Work instruction. In the records below, which lines include "EnvFilter"? Copy them.

Collected data entries:
-=-=-

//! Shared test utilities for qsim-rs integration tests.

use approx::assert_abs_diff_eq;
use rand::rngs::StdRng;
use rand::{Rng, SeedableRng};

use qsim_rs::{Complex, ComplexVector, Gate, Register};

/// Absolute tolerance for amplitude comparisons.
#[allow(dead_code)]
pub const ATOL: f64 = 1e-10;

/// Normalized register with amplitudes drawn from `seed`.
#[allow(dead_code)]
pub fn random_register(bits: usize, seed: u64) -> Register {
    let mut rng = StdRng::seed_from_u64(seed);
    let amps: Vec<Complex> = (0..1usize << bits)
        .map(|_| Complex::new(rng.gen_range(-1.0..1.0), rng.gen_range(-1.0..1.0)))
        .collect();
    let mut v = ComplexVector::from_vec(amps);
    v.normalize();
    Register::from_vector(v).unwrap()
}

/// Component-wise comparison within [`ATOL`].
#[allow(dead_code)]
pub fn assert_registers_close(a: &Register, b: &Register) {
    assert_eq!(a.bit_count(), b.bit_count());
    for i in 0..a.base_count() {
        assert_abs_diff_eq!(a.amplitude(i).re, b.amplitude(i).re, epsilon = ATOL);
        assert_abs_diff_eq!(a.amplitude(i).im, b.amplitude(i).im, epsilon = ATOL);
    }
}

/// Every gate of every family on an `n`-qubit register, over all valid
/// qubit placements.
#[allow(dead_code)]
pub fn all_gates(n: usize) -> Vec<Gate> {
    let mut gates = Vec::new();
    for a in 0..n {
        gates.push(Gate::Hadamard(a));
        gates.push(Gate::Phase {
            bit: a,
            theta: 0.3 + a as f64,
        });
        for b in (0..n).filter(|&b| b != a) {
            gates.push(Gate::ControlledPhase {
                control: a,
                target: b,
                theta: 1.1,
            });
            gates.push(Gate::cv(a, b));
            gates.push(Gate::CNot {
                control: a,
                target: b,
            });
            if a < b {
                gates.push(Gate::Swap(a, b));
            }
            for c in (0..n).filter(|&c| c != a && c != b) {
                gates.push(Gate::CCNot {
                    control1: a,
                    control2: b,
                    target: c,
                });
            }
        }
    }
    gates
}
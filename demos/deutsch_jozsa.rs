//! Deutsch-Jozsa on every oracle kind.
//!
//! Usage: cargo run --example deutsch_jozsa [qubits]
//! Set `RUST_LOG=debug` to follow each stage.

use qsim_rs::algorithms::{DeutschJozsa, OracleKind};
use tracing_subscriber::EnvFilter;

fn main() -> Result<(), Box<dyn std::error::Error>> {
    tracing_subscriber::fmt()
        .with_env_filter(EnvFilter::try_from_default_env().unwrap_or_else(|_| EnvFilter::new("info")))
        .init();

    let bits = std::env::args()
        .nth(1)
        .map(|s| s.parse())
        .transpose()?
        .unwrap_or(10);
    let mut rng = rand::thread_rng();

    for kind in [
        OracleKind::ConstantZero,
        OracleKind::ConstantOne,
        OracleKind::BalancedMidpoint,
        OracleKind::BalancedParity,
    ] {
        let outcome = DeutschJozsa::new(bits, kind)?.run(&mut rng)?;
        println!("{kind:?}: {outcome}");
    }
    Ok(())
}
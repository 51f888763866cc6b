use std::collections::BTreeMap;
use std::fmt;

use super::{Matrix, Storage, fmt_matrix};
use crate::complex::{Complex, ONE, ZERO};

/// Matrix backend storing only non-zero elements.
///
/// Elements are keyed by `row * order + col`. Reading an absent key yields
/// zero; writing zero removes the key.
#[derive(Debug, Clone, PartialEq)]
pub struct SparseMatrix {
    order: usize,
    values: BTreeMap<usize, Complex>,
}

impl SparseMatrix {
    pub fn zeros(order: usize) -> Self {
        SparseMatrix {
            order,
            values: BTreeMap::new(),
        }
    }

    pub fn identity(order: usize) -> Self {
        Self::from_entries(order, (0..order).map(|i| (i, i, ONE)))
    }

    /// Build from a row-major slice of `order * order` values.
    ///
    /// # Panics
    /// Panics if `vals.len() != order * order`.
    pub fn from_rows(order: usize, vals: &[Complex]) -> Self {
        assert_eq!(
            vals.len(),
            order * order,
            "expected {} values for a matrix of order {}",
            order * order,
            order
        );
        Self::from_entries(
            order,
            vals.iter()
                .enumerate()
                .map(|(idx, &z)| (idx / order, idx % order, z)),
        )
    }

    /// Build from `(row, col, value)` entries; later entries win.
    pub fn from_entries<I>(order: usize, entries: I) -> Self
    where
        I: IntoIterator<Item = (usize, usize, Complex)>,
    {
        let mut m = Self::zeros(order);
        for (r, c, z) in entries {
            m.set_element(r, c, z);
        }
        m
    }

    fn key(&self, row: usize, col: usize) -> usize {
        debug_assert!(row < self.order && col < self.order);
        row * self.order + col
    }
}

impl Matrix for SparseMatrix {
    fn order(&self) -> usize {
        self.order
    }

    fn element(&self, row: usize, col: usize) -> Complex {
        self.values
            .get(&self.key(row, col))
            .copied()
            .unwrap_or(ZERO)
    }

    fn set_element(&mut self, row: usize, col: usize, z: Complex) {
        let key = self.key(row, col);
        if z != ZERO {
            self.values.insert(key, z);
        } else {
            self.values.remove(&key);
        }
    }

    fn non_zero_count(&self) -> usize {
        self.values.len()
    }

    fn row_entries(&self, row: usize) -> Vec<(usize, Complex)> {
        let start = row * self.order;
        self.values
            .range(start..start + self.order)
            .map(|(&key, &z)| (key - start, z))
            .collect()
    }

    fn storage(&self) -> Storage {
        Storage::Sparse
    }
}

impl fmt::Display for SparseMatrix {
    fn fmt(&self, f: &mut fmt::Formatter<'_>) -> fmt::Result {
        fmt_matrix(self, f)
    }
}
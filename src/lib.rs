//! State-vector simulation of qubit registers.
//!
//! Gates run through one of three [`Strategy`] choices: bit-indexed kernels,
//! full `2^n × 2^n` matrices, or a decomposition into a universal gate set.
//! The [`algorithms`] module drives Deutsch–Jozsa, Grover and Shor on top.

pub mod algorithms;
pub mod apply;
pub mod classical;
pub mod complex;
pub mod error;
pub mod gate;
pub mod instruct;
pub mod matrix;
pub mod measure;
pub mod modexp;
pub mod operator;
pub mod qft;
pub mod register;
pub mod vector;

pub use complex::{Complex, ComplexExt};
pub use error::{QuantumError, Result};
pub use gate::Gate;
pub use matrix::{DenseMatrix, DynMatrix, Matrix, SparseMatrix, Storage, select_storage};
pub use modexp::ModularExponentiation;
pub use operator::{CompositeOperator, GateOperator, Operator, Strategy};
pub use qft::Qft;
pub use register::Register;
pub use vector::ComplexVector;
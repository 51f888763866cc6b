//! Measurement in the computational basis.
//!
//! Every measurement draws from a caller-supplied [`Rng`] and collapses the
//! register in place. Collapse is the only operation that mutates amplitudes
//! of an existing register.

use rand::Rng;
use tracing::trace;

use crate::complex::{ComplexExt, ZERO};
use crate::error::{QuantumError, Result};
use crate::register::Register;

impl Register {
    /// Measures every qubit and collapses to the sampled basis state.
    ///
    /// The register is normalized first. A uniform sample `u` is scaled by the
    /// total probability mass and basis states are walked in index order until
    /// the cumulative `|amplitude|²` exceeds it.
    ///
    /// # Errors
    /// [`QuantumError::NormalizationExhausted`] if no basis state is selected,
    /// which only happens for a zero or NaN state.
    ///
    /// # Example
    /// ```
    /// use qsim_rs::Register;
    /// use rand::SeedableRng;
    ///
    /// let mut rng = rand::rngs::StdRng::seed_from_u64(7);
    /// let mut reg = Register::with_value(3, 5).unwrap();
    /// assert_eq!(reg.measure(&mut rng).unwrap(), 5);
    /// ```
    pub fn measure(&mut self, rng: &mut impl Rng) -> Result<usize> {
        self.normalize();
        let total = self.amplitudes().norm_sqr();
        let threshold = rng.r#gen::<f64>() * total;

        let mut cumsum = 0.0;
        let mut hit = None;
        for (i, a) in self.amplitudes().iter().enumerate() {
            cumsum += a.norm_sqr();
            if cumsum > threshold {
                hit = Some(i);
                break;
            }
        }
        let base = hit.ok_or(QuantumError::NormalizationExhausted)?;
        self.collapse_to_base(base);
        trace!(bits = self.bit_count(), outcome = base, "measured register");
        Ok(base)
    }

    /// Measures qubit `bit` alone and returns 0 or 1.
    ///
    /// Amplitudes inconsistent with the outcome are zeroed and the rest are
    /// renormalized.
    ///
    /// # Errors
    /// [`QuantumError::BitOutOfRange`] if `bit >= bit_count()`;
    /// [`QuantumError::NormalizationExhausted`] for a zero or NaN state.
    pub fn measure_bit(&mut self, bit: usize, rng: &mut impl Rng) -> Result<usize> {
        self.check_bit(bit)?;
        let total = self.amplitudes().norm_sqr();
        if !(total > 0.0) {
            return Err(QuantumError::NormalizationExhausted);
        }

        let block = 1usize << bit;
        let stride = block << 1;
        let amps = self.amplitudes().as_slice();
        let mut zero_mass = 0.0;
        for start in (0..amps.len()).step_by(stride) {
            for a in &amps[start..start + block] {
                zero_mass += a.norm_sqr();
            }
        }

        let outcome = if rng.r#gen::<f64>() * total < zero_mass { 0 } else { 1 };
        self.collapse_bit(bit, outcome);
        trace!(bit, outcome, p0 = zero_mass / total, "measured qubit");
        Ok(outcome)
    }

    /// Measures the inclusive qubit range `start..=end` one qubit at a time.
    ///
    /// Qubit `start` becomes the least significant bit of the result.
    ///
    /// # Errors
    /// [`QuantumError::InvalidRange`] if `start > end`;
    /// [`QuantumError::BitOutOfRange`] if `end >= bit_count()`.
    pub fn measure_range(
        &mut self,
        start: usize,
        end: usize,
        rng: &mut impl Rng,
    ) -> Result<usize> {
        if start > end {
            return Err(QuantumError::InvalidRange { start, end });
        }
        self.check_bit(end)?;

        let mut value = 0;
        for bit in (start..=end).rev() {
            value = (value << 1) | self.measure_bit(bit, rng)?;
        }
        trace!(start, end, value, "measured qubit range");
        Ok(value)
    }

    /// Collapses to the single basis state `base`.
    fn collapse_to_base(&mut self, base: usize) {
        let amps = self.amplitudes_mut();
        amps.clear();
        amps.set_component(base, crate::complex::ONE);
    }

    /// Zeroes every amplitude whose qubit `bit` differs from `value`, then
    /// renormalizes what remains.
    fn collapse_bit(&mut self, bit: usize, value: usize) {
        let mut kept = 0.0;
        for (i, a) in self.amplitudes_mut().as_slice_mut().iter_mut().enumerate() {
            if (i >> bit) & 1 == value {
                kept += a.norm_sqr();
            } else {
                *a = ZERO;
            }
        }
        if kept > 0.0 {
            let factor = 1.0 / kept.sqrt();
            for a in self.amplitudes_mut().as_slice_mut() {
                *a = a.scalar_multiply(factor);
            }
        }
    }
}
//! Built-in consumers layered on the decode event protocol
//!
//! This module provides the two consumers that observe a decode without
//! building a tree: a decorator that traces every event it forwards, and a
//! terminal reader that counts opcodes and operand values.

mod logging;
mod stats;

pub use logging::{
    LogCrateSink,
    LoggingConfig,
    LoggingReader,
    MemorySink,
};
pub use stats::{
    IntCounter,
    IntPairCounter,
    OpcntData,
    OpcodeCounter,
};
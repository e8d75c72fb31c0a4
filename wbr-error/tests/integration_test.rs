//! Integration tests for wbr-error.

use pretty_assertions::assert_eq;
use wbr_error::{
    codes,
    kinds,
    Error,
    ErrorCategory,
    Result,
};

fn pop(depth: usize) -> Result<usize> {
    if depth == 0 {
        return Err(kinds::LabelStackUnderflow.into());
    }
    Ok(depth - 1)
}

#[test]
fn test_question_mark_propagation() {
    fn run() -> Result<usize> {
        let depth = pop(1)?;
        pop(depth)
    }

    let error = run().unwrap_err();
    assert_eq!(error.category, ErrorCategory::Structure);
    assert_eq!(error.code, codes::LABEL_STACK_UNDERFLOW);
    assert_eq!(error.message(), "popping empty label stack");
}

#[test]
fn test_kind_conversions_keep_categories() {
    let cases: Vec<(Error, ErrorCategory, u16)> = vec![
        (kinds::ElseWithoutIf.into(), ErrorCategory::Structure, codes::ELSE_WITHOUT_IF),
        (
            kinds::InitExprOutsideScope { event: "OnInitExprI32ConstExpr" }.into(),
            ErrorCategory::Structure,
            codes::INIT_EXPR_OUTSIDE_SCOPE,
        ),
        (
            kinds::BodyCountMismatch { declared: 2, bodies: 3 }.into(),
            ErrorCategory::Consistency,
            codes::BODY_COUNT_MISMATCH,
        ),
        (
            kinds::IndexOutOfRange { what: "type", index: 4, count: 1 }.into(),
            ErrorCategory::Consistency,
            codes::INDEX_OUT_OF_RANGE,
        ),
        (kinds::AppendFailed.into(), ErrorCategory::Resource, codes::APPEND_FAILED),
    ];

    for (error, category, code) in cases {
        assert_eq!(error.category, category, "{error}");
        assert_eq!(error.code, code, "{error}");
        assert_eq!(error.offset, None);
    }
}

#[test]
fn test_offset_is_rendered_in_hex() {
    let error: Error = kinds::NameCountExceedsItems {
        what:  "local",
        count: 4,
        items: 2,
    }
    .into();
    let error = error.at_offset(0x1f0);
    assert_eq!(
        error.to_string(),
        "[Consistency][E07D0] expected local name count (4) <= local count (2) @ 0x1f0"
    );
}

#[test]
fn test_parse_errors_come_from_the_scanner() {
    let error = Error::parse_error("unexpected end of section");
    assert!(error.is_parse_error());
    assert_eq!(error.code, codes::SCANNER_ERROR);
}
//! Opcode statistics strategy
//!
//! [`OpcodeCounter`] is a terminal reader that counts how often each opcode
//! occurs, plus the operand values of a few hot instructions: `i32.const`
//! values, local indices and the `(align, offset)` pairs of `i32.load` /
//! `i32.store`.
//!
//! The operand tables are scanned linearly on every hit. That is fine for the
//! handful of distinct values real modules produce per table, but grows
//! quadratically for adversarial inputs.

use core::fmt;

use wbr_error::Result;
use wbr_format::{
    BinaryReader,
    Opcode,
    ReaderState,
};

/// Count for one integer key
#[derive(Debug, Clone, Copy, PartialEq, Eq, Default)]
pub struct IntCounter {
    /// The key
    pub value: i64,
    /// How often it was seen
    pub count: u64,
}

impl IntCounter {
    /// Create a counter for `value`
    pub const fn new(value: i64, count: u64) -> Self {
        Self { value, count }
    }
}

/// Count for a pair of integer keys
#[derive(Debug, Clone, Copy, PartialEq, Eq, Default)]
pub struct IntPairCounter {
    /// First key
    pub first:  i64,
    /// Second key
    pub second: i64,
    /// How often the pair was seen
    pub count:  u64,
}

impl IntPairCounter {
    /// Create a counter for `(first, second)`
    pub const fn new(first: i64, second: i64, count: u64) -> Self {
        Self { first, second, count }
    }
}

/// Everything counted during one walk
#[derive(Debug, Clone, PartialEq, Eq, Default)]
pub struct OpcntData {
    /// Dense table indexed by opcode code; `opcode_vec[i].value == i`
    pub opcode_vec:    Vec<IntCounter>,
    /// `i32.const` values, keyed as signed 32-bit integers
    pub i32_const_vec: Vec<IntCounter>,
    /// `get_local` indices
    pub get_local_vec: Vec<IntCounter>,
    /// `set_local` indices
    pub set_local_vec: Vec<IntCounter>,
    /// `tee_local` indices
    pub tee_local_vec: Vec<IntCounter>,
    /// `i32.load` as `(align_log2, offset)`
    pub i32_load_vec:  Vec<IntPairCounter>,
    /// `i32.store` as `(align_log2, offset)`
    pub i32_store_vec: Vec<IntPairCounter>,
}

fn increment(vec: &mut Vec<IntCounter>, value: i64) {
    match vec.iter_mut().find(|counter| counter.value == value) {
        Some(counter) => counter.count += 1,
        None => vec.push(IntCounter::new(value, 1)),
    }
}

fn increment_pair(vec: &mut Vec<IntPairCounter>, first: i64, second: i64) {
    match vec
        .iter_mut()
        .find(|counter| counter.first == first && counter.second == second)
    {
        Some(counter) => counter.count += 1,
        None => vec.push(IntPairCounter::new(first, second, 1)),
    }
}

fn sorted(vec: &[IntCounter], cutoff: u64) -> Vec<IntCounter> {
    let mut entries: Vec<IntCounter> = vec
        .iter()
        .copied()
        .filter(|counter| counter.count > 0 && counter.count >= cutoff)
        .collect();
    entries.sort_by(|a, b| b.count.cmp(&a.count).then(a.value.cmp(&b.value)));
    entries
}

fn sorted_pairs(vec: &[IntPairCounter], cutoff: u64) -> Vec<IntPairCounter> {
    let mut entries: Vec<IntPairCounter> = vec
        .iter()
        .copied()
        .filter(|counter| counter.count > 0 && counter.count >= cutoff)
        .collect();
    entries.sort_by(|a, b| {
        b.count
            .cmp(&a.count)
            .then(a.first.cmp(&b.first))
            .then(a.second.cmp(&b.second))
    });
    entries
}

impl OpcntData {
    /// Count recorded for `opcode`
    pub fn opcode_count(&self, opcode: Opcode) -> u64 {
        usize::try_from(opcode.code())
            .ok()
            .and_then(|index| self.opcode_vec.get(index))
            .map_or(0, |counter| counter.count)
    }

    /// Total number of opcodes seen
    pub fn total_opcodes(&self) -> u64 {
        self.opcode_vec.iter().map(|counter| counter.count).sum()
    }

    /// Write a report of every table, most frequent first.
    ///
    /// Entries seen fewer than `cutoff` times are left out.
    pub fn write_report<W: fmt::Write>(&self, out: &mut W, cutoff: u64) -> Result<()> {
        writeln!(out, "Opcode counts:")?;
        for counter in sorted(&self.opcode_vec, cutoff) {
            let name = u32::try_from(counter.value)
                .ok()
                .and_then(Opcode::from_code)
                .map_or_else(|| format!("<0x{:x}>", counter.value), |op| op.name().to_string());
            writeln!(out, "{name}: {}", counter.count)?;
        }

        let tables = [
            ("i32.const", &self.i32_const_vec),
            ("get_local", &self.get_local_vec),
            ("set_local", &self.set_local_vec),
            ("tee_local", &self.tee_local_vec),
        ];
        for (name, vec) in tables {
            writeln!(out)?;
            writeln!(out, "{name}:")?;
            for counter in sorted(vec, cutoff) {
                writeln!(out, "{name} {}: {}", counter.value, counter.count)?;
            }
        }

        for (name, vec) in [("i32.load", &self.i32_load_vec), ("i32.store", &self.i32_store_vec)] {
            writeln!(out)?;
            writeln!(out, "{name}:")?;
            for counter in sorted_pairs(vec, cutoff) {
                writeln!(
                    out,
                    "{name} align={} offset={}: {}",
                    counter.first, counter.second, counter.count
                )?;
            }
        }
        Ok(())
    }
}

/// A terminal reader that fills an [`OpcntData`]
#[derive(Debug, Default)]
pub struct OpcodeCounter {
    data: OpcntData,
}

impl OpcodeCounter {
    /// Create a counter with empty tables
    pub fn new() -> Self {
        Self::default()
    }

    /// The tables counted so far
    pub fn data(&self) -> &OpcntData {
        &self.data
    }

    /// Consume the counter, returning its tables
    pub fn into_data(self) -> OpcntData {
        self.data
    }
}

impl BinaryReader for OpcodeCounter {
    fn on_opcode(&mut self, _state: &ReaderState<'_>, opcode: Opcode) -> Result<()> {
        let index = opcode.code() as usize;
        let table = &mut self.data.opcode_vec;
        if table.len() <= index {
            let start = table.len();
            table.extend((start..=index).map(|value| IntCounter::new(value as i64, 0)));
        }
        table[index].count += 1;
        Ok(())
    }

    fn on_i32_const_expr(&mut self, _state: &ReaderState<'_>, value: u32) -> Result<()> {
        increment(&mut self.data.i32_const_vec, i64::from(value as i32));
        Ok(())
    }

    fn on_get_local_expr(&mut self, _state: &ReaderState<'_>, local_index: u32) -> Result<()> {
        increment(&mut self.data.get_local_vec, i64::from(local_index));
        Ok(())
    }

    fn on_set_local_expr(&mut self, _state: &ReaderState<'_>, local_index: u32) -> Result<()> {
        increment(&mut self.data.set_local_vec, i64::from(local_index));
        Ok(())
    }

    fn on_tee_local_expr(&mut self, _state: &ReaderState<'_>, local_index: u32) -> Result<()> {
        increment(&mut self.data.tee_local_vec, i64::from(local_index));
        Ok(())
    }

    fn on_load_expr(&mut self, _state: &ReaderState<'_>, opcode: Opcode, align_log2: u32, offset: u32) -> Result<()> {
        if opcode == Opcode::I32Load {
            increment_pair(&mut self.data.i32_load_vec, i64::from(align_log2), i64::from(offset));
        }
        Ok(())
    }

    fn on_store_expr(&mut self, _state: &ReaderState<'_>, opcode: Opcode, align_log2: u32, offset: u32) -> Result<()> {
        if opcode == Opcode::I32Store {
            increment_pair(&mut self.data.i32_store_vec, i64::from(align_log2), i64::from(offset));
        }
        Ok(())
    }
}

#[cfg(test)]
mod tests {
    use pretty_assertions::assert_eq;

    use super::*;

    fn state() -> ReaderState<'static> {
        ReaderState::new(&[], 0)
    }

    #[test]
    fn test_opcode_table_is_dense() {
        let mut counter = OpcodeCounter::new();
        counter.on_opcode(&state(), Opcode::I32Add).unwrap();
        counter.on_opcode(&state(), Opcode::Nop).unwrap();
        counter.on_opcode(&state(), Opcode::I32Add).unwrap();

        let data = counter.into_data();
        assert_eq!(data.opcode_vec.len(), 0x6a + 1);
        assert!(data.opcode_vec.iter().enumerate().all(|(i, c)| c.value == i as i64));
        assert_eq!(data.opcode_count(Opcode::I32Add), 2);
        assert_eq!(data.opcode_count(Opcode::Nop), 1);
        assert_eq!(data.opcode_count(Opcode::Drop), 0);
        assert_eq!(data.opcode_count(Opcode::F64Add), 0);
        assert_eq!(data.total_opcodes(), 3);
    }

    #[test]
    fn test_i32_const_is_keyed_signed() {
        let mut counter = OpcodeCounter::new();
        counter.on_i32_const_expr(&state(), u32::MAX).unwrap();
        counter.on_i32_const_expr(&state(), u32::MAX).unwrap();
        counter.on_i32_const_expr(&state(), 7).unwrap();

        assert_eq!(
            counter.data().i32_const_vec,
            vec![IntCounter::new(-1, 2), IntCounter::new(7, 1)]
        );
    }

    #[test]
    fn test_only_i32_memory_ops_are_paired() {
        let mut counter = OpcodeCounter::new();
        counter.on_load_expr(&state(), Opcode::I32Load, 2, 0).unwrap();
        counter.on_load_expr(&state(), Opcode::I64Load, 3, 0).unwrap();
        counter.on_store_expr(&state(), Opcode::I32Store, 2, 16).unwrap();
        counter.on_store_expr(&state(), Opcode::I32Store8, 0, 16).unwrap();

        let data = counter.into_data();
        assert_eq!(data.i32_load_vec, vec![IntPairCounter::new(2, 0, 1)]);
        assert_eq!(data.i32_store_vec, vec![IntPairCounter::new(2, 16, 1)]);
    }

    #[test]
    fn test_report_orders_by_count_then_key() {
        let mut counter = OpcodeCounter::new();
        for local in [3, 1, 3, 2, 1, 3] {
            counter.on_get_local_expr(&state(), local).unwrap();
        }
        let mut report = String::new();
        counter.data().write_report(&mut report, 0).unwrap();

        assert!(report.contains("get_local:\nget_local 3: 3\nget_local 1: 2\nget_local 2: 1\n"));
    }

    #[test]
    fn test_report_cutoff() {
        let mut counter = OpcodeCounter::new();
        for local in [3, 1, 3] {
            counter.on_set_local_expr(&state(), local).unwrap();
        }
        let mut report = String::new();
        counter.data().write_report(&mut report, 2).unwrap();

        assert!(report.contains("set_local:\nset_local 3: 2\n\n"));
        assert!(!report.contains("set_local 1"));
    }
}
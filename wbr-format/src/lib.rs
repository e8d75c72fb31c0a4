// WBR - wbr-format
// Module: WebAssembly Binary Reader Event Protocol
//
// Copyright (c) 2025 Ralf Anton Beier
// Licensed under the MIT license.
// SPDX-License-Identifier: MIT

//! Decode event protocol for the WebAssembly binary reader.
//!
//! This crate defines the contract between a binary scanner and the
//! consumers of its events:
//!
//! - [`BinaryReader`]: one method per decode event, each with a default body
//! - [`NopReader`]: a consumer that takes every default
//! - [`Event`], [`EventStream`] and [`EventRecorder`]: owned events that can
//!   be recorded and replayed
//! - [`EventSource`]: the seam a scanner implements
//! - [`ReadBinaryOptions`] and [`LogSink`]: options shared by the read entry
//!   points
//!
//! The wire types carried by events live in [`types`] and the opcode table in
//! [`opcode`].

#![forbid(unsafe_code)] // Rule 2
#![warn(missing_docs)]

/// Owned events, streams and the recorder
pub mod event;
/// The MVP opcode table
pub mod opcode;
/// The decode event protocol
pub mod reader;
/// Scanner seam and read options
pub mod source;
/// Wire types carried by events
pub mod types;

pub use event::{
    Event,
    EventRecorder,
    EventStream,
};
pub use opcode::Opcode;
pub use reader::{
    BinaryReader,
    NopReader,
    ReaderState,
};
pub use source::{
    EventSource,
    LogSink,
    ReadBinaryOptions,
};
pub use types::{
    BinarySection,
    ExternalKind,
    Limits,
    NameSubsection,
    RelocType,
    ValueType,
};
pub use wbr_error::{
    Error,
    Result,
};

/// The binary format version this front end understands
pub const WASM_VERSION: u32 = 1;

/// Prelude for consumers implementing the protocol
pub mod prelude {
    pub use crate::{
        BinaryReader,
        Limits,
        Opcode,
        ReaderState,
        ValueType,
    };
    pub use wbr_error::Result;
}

-=-=-

Result of the task.
use tracing_subscriber::EnvFilter;
        .with_env_filter(EnvFilter::try_from_default_env().unwrap_or_else(|_| EnvFilter::new("info")))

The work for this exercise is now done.